Gli strumenti informatici al servizio dello smart working

28.02.2020
triangolo

Smart working: significato e vantaggi

La tendenza delle imprese, soprattutto di grandi dimensioni, di mettere in pratica modalità di smart working è in crescita, anche se la sua distribuzione, almeno in Italia, è a macchia di leopardo.

Specifichiamo prima di tutto la definizione di lavoro agile e la differenza con un altro concetto: il telelavoro.  Con il telelavoro, la prestazione lavorativa viene svolta da un luogo diverso dall’ufficio fisico (spesso la propria casa) ma le attività e spesso anche gli orari rimangono gli stessi; nel caso dello smart working invece, oltre a lavorare da remoto, il lavoratore utilizza tecnologie che lo rendono autonomo dal luogo fisico, tanto che l’ufficio, in certi casi, non è necessario che esista. In particolare, lo smart working si caratterizza per una piena flessibilità del lavoratore: flessibilità negli orari, ma anche nell’organizzazione del lavoro e nella gestione dei task quotidiani e di piena responsabilità del dipendente della gestione degli obiettivi da raggiungere.

Lo scopo del lavoro smart è innanzitutto l’aumento della produttività del singolo lavoratore, conseguenze del miglioramento della qualità della vita. Lo smart working garantisce infatti flessibilità su tutti gli aspetti lavorativi e di conseguenza sugli aspetti personali del lavoratore. La spinta verso modalità di lavoro agile non viene solo dagli impiegati e dalle aziende ma anche da esigenze collettive: la diminuzione dell’inquinamento nelle grandi città e quindi la possibilità di respirare aria pulita, la riduzione delle emissioni di CO₂ derivante dai trasporti, con il conseguente impatto positivo sulla lotta ai cambiamenti climatici, tema centrale per l’opinione pubblica.

Nel 2019 in Italia erano presenti solo 570 mila smart worker contro, ad esempio, i 5 milioni e quattrocento mila del Regno Unito. Questo banalissimo dato porta a riflettere sulla necessità di un profondo cambiamento culturale all’interno delle aziende italiane che porterebbe all’aumento della produttività, alla riduzione dei costi e di effetti collaterali del lavoro standard.

Gli strumenti IT indispensabili per lo smart working

Possiamo fare due esempi per riassumere i concetti di telelavoro e di smart working: lavorare da casa piuttosto che dall’ufficio perché è necessario gestire gli ordini di un mercato con fuso orario diverso è telelavoro; lavorare come graphic designer da casa o da un ufficio condiviso o da una caffetteria agli orari che si preferiscono, utilizzando tecnologie per la connettività, è smart working.

Entrambe le situazioni richiedono ovviamente l’utilizzo di determinate tecnologie, software o piattaforme: nel caso del telelavoro sarà appunto necessario utilizzare gli strumenti che normalmente si usano in ufficio, accedendo tramite web o attraverso la VPN aziendale.

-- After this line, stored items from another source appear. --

impl<'arena, C: Label, A: StateAlloc<'arena, C>> BuilderCore<'arena, C, A> {
    /// Creates a new builder using the provided allocator.
    pub(crate) fn new(arena: &'arena A) -> Self {
        BuilderCore {
            arena,
            root: State::new(false),
            chain: Vec::new(),
            register: HashSet::default(),
            words: 0,
        }
    }

    /// Returns the number of words added so far.
    pub(crate) fn len(&self) -> usize {
        self.words
    }

    /// Adds the next word.
    pub(crate) fn add_word(&mut self, word: impl Word<C>) -> Result<(), BuildError<C>> {
        let word = word.labels();
        self.add_word_slice(&word)
    }

    fn add_word_slice(&mut self, word: &[C]) -> Result<(), BuildError<C>> {
        if word.is_empty() {
            // Sorted order puts the empty word first; anything else is an
            // order violation (including a duplicate empty word).
            if self.words != 0 {
                return Err(BuildError::OutOfOrder(self.previous_word(), Vec::new()));
            }
            self.root.set_final();
            self.words += 1;
            return Ok(());
        }
        let prefix_len = self.common_prefix(word)?;
        self.freeze_tail(prefix_len);
        self.chain.extend(
            word[prefix_len..]
                .iter()
                .copied()
                .mark_last()
                .map(|(last, label)| ChainLink {
                    label,
                    state: State::new(last),
                }),
        );
        self.words += 1;
        Ok(())
    }

    /// Walks the chain matching `word` and returns the matched length.
    ///
    /// Rejects words that compare less-than-or-equal to the previous word:
    /// a smaller label on the spine means unsorted input, and running out
    /// of characters while still on the spine means the word is a prefix
    /// of (or equal to) its predecessor.
    fn common_prefix(&self, word: &[C]) -> Result<usize, BuildError<C>> {
        let mut prefix_len = 0;
        for (i, &label) in word.iter().enumerate() {
            let is_last = i == word.len() - 1;
            match self.chain.get(prefix_len) {
                Some(link) if label == link.label => {
                    if is_last {
                        // Still on the spine at the word's end: the word
                        // equals or prefixes its predecessor.
                        return Err(BuildError::OutOfOrder(
                            self.previous_word(),
                            word.to_vec(),
                        ));
                    }
                    prefix_len += 1;
                }
                Some(link) if label < link.label => {
                    return Err(BuildError::OutOfOrder(self.previous_word(), word.to_vec()));
                }
                _ => break,
            }
        }
        Ok(prefix_len)
    }

    fn previous_word(&self) -> Vec<C> {
        self.chain.iter().map(|link| link.label).collect()
    }

    /// Freezes the chain below `target_len`, bottom-up.
    ///
    /// Each popped state is replaced by its register equivalent (or becomes
    /// the register entry itself), and only then is the parent edge
    /// appended — so every edge ever created points at a frozen state.
    fn freeze_tail(&mut self, target_len: usize) {
        while self.chain.len() > target_len {
            let link = self
                .chain
                .pop()
                .expect("loop guard keeps the chain non-empty");
            let target = self.freeze(link.state);
            self.attach(link.label, target);
        }
    }

    /// Appends an edge to the deepest state that can still change.
    fn attach(&mut self, label: C, target: &'arena State<'arena, C>) {
        let parent = match self.chain.last_mut() {
            Some(link) => &mut link.state,
            None => &mut self.root,
        };
        parent.add_edge(label, target);
    }

    /// Replace-or-register: returns the canonical representative of
    /// `state`, allocating and registering it if no equivalent exists yet.
    ///
    /// Freezing is strictly bottom-up; the register probe itself
    /// debug-asserts that every target is already frozen (see `State`'s
    /// `Hash` and `PartialEq`).
    fn freeze(&mut self, mut state: State<'arena, C>) -> &'arena State<'arena, C> {
        if let Some(&canonical) = self.register.get(&state) {
            canonical
        } else {
            state.set_frozen();
            let canonical = self.arena.alloc_state(state);
            self.register.insert(canonical);
            canonical
        }
    }

    /// Freezes whatever remains of the last word and returns the initial
    /// state, or `None` if no words were ever added.
    pub(crate) fn finish(mut self) -> Option<&'arena State<'arena, C>> {
        if self.words == 0 {
            return None;
        }
        self.freeze_tail(0);
        let root = std::mem::replace(&mut self.root, State::new(false));
        Some(self.freeze(root))
    }
}

/// A builder that assembles a minimal acyclic automaton one word at a time.
///
/// Words must be added in strictly increasing lexicographic order; the
/// builder reports any violation, duplicates included, as
/// [`BuildError::OutOfOrder`]. Node deduplication happens incrementally, so
/// peak memory tracks the output automaton rather than the input trie.
///
/// The builder borrows a caller-managed arena. For a self-contained
/// automaton that owns its allocation, see
/// [`build_automaton`](super::owned::build_automaton).
#[cfg(feature = "arena")]
pub struct Builder<'arena, C: Label>(BuilderCore<'arena, C, Arena<State<'arena, C>>>);

#[cfg(feature = "arena")]
impl<'arena, C: Label> Builder<'arena, C> {
    /// Creates a builder that allocates states in `arena`.
    pub fn new(arena: &'arena Arena<State<'arena, C>>) -> Self {
        Builder(BuilderCore::new(arena))
    }

    /// Adds the next word.
    ///
    /// The word can be any type implementing [`Word`], including `&str`,
    /// `String`, `&[u8]`, `Vec<u8>`, or fixed-size arrays.
    ///
    /// # Errors
    ///
    /// Returns [`BuildError::OutOfOrder`] if the word is not strictly
    /// greater than the previously added word.
    pub fn add_word(&mut self, word: impl Word<C>) -> Result<(), BuildError<C>> {
        self.0.add_word(word)
    }

    /// Returns the number of words added so far.
    pub fn len(&self) -> usize {
        self.0.len()
    }

    /// Returns true if no words have been added.
    pub fn is_empty(&self) -> bool {
        self.0.len() == 0
    }

    /// Finalizes construction and returns the initial state, or `None` if
    /// no words were added.
    ///
    /// Consumes the builder; the final freeze pass canonicalizes the last
    /// word's path and the initial state itself.
    pub fn finish(self) -> Option<&'arena State<'arena, C>> {
        self.0.finish()
    }
}

/// Errors that can occur while building an automaton.
#[derive(Debug, PartialEq, Eq)]
pub enum BuildError<C: Label> {
    /// Words were not in strictly increasing lexicographic order.
    ///
    /// Carries the two offending words: the one added earlier, then the
    /// one that failed. A duplicate word reports itself in both positions.
    OutOfOrder(Vec<C>, Vec<C>),
}

impl<C: Label> std::fmt::Display for BuildError<C> {
    fn fmt(&self, f: &mut std::fmt::Formatter<'_>) -> std::fmt::Result {
        match self {
            BuildError::OutOfOrder(prev, word) => {
                write!(f, "words out of order: {prev:?} was added before {word:?}")
            }
        }
    }
}

impl<C: Label> Error for BuildError<C> {}

/// Builds a minimal acyclic automaton in a caller-managed arena and returns
/// its initial state.
///
/// Each word must implement [`Word`], so `&str`, `String`, slices, vectors
/// and arrays all work. Words **must** be in strictly increasing
/// lexicographic order; any violation makes the whole build fail.
///
/// Returns `None` inside the `Ok` when `words` is empty — the automaton for
/// the empty set has no initial state.
///
/// # Examples
///
/// ```
/// use madfa::automaton::{build_in, Arena};
///
/// let arena = Arena::new();
/// let root = build_in(&arena, ["bats", "cats", "rats"]).unwrap().unwrap();
///
/// assert!(root.walk("cats".chars()).is_some_and(|s| s.is_final()));
/// assert!(root.walk("bat".chars()).is_some_and(|s| !s.is_final()));
/// assert!(root.walk("ats".chars()).is_none());
/// ```
///
/// Byte sequences work the same way:
///
/// ```
/// use madfa::automaton::{build_in, Arena};
///
/// let arena = Arena::new();
/// let words: Vec<Vec<u8>> = vec![vec![1, 2, 3], vec![1, 2, 4], vec![2, 3, 4]];
/// let root = build_in(&arena, words).unwrap().unwrap();
///
/// assert!(root.walk([1, 2, 3]).is_some_and(|s| s.is_final()));
/// assert!(root.walk([1, 2, 5]).is_none());
/// ```
#[cfg(feature = "arena")]
pub fn build_in<'arena, C, W>(
    arena: &'arena Arena<State<'arena, C>>,
    words: impl IntoIterator<Item = W>,
) -> Result<Option<&'arena State<'arena, C>>, BuildError<C>>
where
    C: Label,
    W: Word<C>,
{
    let mut builder = Builder::new(arena);
    for word in words {
        builder.add_word(word)?;
    }
    Ok(builder.finish())
}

Il lavoro agile nasce in particolare con l’avvento delle partite iva e con i lavori creativi, ma da qualche anno è una realtà anche all’interno delle aziende più strutturate.

Venendo alle tecnologie per lo smart working, le piattaforme di condivisione dei file come Google Drive sono di fondamentale importanza perché permettono di apportare modifiche ai documenti da parte di tutti i collaboratori a quel determinato progetto e le modifiche sono visibili a tutti in real-time.

Per mettere in comunicazione i dipendenti dislocati in luoghi diversi è poi importante fornire loro una piattaforma di messaggistica comune: è possibile scegliere tra migliaia di piattaforme differenti, a seconda del tipo di attività che si svolge.

L’utilizzo del cloud è un elemento fondamentale: permette di poter accedere ai propri applicativi da remoto delegando il controllo della sicurezza alle capacità ed alla competenza del provider che fornisce il servizio di hosting. Esponendo invece il proprio software on premise verso l’esterno, per farvi accedere i dipendenti da remoto, impone che l’aspetto della sicurezza sia gestito con propri mezzi e risorse per evitare che la propria rete ed infrastruttura sia esposta ad accessi indesiderati.

Migrando il proprio software on premise su uno spazio cloud, al quale si accede in totale sicurezza da qualsiasi postazione, anche da una rete pubblica poco sicura, come quella di un bar, permette di minimizzare tale rischio. Per agevolare il passaggio dei propri applicativi dal server locale al cloud, è necessario che questi siano strutturati secondo un’architettura che si sposa pienamente con le esigenze di un cloud, per es. basata su microservizi e container. In tal senso il consiglio è quello di possedere o richiedere competenze tecnologiche come quelle fornite da una software house che tramite i propri servizi professionali può sviluppare soluzioni personalizzate per le proprie esigenze di smart working o adattare l’architettura di software più obsoleti.